Compress PDF to Exact KB
Squeeze any PDF under a hard KB limit — 100/200/300/500 KB — locally in your browser.
- No upload
- Browser-based
- Free
- No signup
🔒 100% client-side. Your PDF is rendered and re-compressed locally in your browser with pdf.js and pdf-lib — nothing is ever uploaded. Best results on scanned / image-heavy PDFs.
Depends on the tool — client-side tools keep files on-device; server tools auto-delete files after processing.
How to use Compress PDF to KB
- Drop your PDF (up to 100 MB) or click to choose it. It's read and rendered entirely in your browser — nothing is uploaded.
- Pick a target size: tap a preset (100, 200, 300, 500 KB or 1 MB) or type an exact custom KB value.
- Click Compress. The tool renders each page, then searches JPEG quality and resolution to land the rebuilt PDF just under your target.
- Review the before/after sizes and confirm it fits under your cap.

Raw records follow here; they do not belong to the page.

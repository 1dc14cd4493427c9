//! Thrust stand companion: serial line protocol, capture thread, single-writer
//! stand loop and CSV export.
//!
//! Data path: [`transport::LineSource`] -> [`capture::SerialCapture`] (own thread)
//! -> ring buffer -> [`stand::ThrustStand`] -> [`history::ThrustHistory`].

pub mod capture;
pub mod error;
pub mod history;
pub mod protocol;
pub mod stand;
pub mod transport;

pub use error::StandError;
use std::collections::VecDeque;

/// Samples retained per channel.
pub const MAX_LENGTH: usize = 100;

/// Fixed-capacity, oldest-first sample history.
///
/// Appending to a full buffer evicts the head first, so the buffer always holds
/// the `capacity` most recent samples in arrival order.
#[derive(Debug, Clone)]
pub struct HistoryBuffer<T> {
    buffer: VecDeque<T>,
    capacity: usize,
}

impl<T: Copy> HistoryBuffer<T> {
    pub fn new() -> Self {
        Self::with_capacity(MAX_LENGTH)
    }

    pub fn with_capacity(capacity: usize) -> Self {
        // A zero-capacity history would silently drop every sample.
        let capacity = capacity.max(1);
        Self {
            buffer: VecDeque::with_capacity(capacity),
            capacity,
        }
    }

    pub fn append(&mut self, value: T) {
        if self.buffer.len() >= self.capacity {
            self.buffer.pop_front();
        }
        self.buffer.push_back(value);
    }

    pub fn clear(&mut self) {
        self.buffer.clear();
    }

    /// Most recent sample, if any.
    pub fn last(&self) -> Option<T> {
        self.buffer.back().copied()
    }

    pub fn len(&self) -> usize {
        self.buffer.len()
    }

    pub fn is_empty(&self) -> bool {
        self.buffer.is_empty()
    }

    pub fn capacity(&self) -> usize {
        self.capacity
    }

    pub fn iter(&self) -> impl Iterator<Item = &T> + '_ {
        self.buffer.iter()
    }

    /// Oldest-first copy of the retained samples.
    pub fn to_vec(&self) -> Vec<T> {
        self.buffer.iter().copied().collect()
    }
}

impl<T: Copy> Default for HistoryBuffer<T> {
    fn default() -> Self {
        Self::new()
    }
}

- Download the compressed PDF, ready to upload to the portal that enforced the limit.
Common use cases
- Government & exam portals.
- Court & visa e-filing.
- Job applications.
- Email & messaging.
Tips
- If you only know the cap ('max 300 KB'), enter that number — the tool aims just below it so the upload passes.
- Scanned and image-heavy PDFs give the best results; text-only PDFs may lose sharpness when forced very small.
- For a multi-hundred-page PDF, split it first — smaller files hit a KB target with much higher quality per page.
- Need selectable text instead of a hard size cap? Use the standard Compress PDF tool, which keeps quality-based presets.
Troubleshooting
Frequently asked questions
- Is my PDF uploaded to a server?
- No. The whole thing runs in your browser — pages are rendered with pdf.js and the compressed PDF is rebuilt with pdf-lib, all locally. Your file never leaves your device.
- How does it hit an exact KB target?
- It renders each page to a canvas once, then binary-searches JPEG quality and progressively downscales the pages until the rebuilt PDF fits under your target. You get the highest quality that still meets the cap.
- What if my target is too small?
- If a PDF can't physically fit under the target without becoming unreadable, the tool returns the smallest version it could produce and tells you the achieved size. Raise the target or split the PDF into fewer pages first.
- Will the text stay selectable?
- No. To guarantee a hard size cap, pages are rasterized to JPEG, so text becomes part of the image and is no longer selectable or searchable. This is the trade-off portals with strict KB limits require.
- Which PDFs shrink the most?
- Scanned documents and image-heavy PDFs compress dramatically. Pure vector-text PDFs are already efficient, so getting them very small can noticeably lower resolution.